I started rereading The Mirror and the Light by Hilary Mantel on my travels, and I will close out the year with it although a surprising stack of library holds became available just after Christmas. I was also gifted a digital copy of The Six Wives of Henry VIII by Alison Weir, which I sometimes read on my phone when I don’t have a physical book handy. It’s a little less sympathetic to the wives than I expected, but makes an interesting companion to Mantel’s work.
Some short poems I loved:
Reading Poetry in Illness by Anya Krugovoy Silver
Urban Tumbleweed: From a Tanka Diary by Harryette Mullen
Elsewhere
I had the pleasure of hearing Robert Samuels and Toluse Olorunnipa speak about their book His Name is George Floyd at the Virginia Festival of the Book, and found their approach to be thoughtful, deeply researched, and carefully told. When their book was effectively banned in my hometown Memphis due to state-level guidelines against teaching what people think is Critical Race Theory, which limited how they could talk about the book with the majority Black student populations they were invited to speak to, Robert Samuels recounts and contextualizes his experience with the same measured approach.
I found this insider look at naming apartment buildings intriguing from a marketing standpoint, and from the standpoint of understanding how we form relationships to home and region.
I liked this reflection on Anaïs Nin and how we perceive and react to “art monsters”–and it helped push me a little further in my own exploration of that idea, which was one of the themes of the writing class I took back in the spring.

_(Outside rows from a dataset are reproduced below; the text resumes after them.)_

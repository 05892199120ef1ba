pub use sea_orm_migration::prelude::*;

mod m20250301_000000_bootstrap;
mod m20250301_000001_create_users;
mod m20250301_000002_create_item_requests;
mod m20250301_000003_create_items;
mod m20250301_000004_create_bookings;
mod m20250301_000005_create_comments;

pub struct Migrator;

#[async_trait::async_trait]
impl MigratorTrait for Migrator {
    fn migrations() -> Vec<Box<dyn MigrationTrait>> {
        vec![
            Box::new(m20250301_000000_bootstrap::Migration),
            Box::new(m20250301_000001_create_users::Migration),
            Box::new(m20250301_000002_create_item_requests::Migration),
            Box::new(m20250301_000003_create_items::Migration),
            Box::new(m20250301_000004_create_bookings::Migration),
            Box::new(m20250301_000005_create_comments::Migration),
        ]
    }
}
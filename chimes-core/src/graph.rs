//! The statevar dependency graph and its evaluation order.
//!
//! Every field is a node, in declaration order, so node indices match registry positions.
//! Edges only leave statevars: differential fields and parameters hold their values at the
//! start of a step and need nothing computed first. A cycle can therefore only run through
//! statevars.

use crate::dependency::inputs_of;
use crate::errors::{ChimesError, ChimesResult};
use crate::field::Kind;
use crate::registry::FieldRegistry;
use log::debug;
use petgraph::dot::{Config, Dot};
use petgraph::graph::{DiGraph, NodeIndex};
use petgraph::visit::{depth_first_search, DfsEvent};

#[derive(Debug, Clone, PartialEq)]
pub struct GraphNode {
    pub name: String,
    pub kind: Kind,
}

/// Edges point from a statevar to each field it reads.
pub type FieldGraph = DiGraph<GraphNode, ()>;

#[derive(Debug, Clone)]
pub struct DependencyGraph {
    graph: FieldGraph,
    order: Vec<usize>,
}

impl DependencyGraph {
    /// Build the graph and a topological order of the statevars.
    ///
    /// The order is a depth-first post-order started from each statevar in declaration order,
    /// visiting inputs in the order they are declared. It depends only on the registry.
    pub fn build(registry: &FieldRegistry) -> ChimesResult<Self> {
        let mut graph = FieldGraph::with_capacity(registry.len(), 0);
        for field in registry.fields() {
            graph.add_node(GraphNode {
                name: field.name().to_string(),
                kind: field.kind(),
            });
        }

        let mut statevars = vec![];
        for (i, field) in registry.fields().iter().enumerate() {
            if field.kind() != Kind::Statevar {
                continue;
            }
            statevars.push(NodeIndex::new(i));
            if let Some(evaluator) = field.evaluator() {
                // petgraph lists neighbours newest first
                for name in inputs_of(evaluator, registry).into_iter().rev() {
                    if let Some(j) = registry.position(name) {
                        graph.add_edge(NodeIndex::new(i), NodeIndex::new(j), ());
                    }
                }
            }
        }

        let mut order = vec![];
        let mut path: Vec<NodeIndex> = vec![];
        let result = depth_first_search(&graph, statevars, |event| {
            match event {
                DfsEvent::Discover(node, _) => path.push(node),
                DfsEvent::BackEdge(_, to) => {
                    let start = path.iter().rposition(|&n| n == to).unwrap_or(0);
                    let mut cycle = path[start..].to_vec();
                    cycle.push(to);
                    return Err(cycle);
                }
                DfsEvent::Finish(node, _) => {
                    path.pop();
                    if graph[node].kind == Kind::Statevar {
                        order.push(node.index());
                    }
                }
                _ => {}
            }
            Ok(())
        });

        if let Err(cycle) = result {
            return Err(ChimesError::CyclicDependency {
                fields: cycle.iter().map(|&n| graph[n].name.clone()).collect(),
            });
        }

        debug!(
            "Statevar evaluation order: {:?}",
            order
                .iter()
                .map(|&i| graph[NodeIndex::new(i)].name.as_str())
                .collect::<Vec<_>>()
        );
        Ok(Self { graph, order })
    }

    /// Registry positions of the statevars in evaluation order
    pub fn order(&self) -> &[usize] {
        &self.order
    }

    pub fn order_names(&self) -> Vec<&str> {
        self.order
            .iter()
            .map(|&i| self.graph[NodeIndex::new(i)].name.as_str())
            .collect()
    }

    /// Registry positions of the fields a statevar reads.
    pub fn dependencies(&self, position: usize) -> Vec<usize> {
        let mut deps: Vec<usize> = self
            .graph
            .neighbors(NodeIndex::new(position))
            .map(|n| n.index())
            .collect();
        deps.sort_unstable();
        deps
    }

    pub fn graph(&self) -> &FieldGraph {
        &self.graph
    }

    /// Create a diagram of the dependencies between fields
    ///
    /// Useful for debugging
    pub fn as_dot(&self) -> Dot<'_, &FieldGraph> {
        Dot::with_attr_getters(
            &self.graph,
            &[Config::NodeNoLabel, Config::EdgeNoLabel],
            &|_, _| String::new(),
            &|_, (_, node)| format!("label = \"{}\" kind = \"{}\"", node.name, node.kind),
        )
    }
}

/// The order in which statevars must be evaluated.
pub fn build_order(registry: &FieldRegistry) -> ChimesResult<Vec<String>> {
    let graph = DependencyGraph::build(registry)?;
    Ok(graph.order_names().into_iter().map(String::from).collect())
}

I’ve kept updating the links on my What Writers Need to Know About AI post, but I realized it might make sense to call out new research in my monthly roundups too:
Most readers want publishers to label AI-generated articles — but trust outlets less when they do
ChatGPT Replicates Gender Bias in Recommendation Letters
ChatGPT generates fake data set to support scientific hypothesis
How to stop Dropbox from sharing your personal files with OpenAI
Cory Doctorow: What Kind of Bubble is AI?
Minutiae
December is a busy month for everyone, isn’t it? For me, the month had its fair share of drudgery, grading and making travel plans and getting holiday gifts together. But I got to do so many fun things as well. I went to PAX for the first time ever and wore my feet out exploring just a fraction of the games and toys on view; most of the events filled up before we could get into them, but my gentleman and I did manage to get into a session called Social Dancing for Nerds. (It was rather like dancing at the goblin ball in Labyrinth, since so many of our fellow revelers were decked out in horns, elf ears, and cloaks.) I also went to the orchestra with my gentleman, and we went to an anniversary party for my favorite bookstore and got our tarot cards read. I cackled through French Kiss (1995) during a virtual watch party. I took a train to New Jersey and saw my college best friend’s daughter perform in a play (she did amazing!). I put on my sparkliest ballet clothes and danced to music from The Nutcracker with my ballet class; we exchanged gifts–a surprisingly fun white elephant exchanged–and toasted one another with champagne. And then I hopped on a plane to Memphis and spent a few days relaxing with my family, watching Christmas movies and playing games. And now I am home, trying to fulfill all the promises I have made to myself and others during the year.